What needs to be done - Please show all lines of the records that include "failed".

[[ Source data open ]]

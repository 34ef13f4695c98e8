//! Sourcehut provider.
//!
//! Uses the legacy REST listing, which paginates with a `next` cursor. Org
//! and user targets resolve to the same repository listing.

use anyhow::{bail, Context, Result};
use serde::Deserialize;

use super::{clone_branch_for, select_clone_url, Repo};
use crate::config::Settings;

#[derive(Debug, Deserialize)]
struct SourcehutPage {
    results: Vec<SourcehutRepo>,
    next: Option<String>,
}

#[derive(Debug, Deserialize)]
struct SourcehutRepo {
    name: String,
    owner: SourcehutOwner,
}

#[derive(Debug, Deserialize)]
struct SourcehutOwner {
    canonical_name: String,
}

pub struct SourcehutClient {
    client: reqwest::Client,
    host: String,
    token: String,
    settings_snapshot: Settings,
}

impl SourcehutClient {
    pub fn new(settings: &Settings) -> Result<Self> {
        let host = settings
            .base_url
            .clone()
            .unwrap_or_else(|| "https://git.sr.ht".to_string())
            .trim_end_matches('/')
            .to_string();
        Ok(SourcehutClient {
            client: super::http_client(settings.insecure_sourcehut_client)?,
            host,
            token: settings.token.clone(),
            settings_snapshot: settings.clone(),
        })
    }

    pub async fn get_repos(&self, target: &str) -> Result<Vec<Repo>> {
        // Usernames are addressed with a ~ sigil.
        let owner = if target.starts_with('~') {
            target.to_string()
        } else {
            format!("~{target}")
        };

        let mut url = format!("{}/api/{owner}/repos", self.host);
        let mut raw = Vec::new();
        loop {
            let mut request = self.client.get(&url);
            if !self.token.is_empty() {
                request = request.header("Authorization", format!("token {}", self.token));
            }
            let response = request
                .send()
                .await
                .with_context(|| format!("Sourcehut API request failed: {url}"))?;
            let status = response.status();
            if status == reqwest::StatusCode::UNAUTHORIZED
                || status == reqwest::StatusCode::FORBIDDEN
            {
                bail!("Sourcehut API authentication failed ({status}) for {url}");
            }
            if !status.is_success() {
                bail!("Sourcehut API returned {status} for {url}");
            }
            let page: SourcehutPage = response
                .json()
                .await
                .with_context(|| format!("could not decode Sourcehut response from {url}"))?;
            raw.extend(page.results);
            match page.next {
                Some(next) if !next.is_empty() => {
                    url = format!("{}/api/{owner}/repos?start={next}", self.host);
                }
                _ => break,
            }
        }

        Ok(self.normalize(raw))
    }

    fn normalize(&self, raw: Vec<SourcehutRepo>) -> Vec<Repo> {
        let settings = &self.settings_snapshot;
        let userinfo = (!settings.token.is_empty()).then(|| settings.token.clone());

        raw.into_iter()
            .map(|repo| {
                let https = format!(
                    "{}/{}/{}",
                    self.host, repo.owner.canonical_name, repo.name
                );
                let host_only = self.host.trim_start_matches("https://");
                let ssh = format!(
                    "git@{host_only}:{}/{}",
                    repo.owner.canonical_name, repo.name
                );
                let (url, clone_url) = select_clone_url(settings, &https, &ssh, userinfo.clone());
                let owner = repo.owner.canonical_name.trim_start_matches('~');
                Repo {
                    path: format!("{owner}/{}", repo.name),
                    name: repo.name,
                    clone_branch: clone_branch_for(settings, ""),
                    url,
                    clone_url,
                    ..Default::default()
                }
            })
            .collect()
    }
}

[[ Source data closed ]]

Solution to the exercise -
                .with_context(|| format!("Sourcehut API request failed: {url}"))?;
                bail!("Sourcehut API authentication failed ({status}) for {url}");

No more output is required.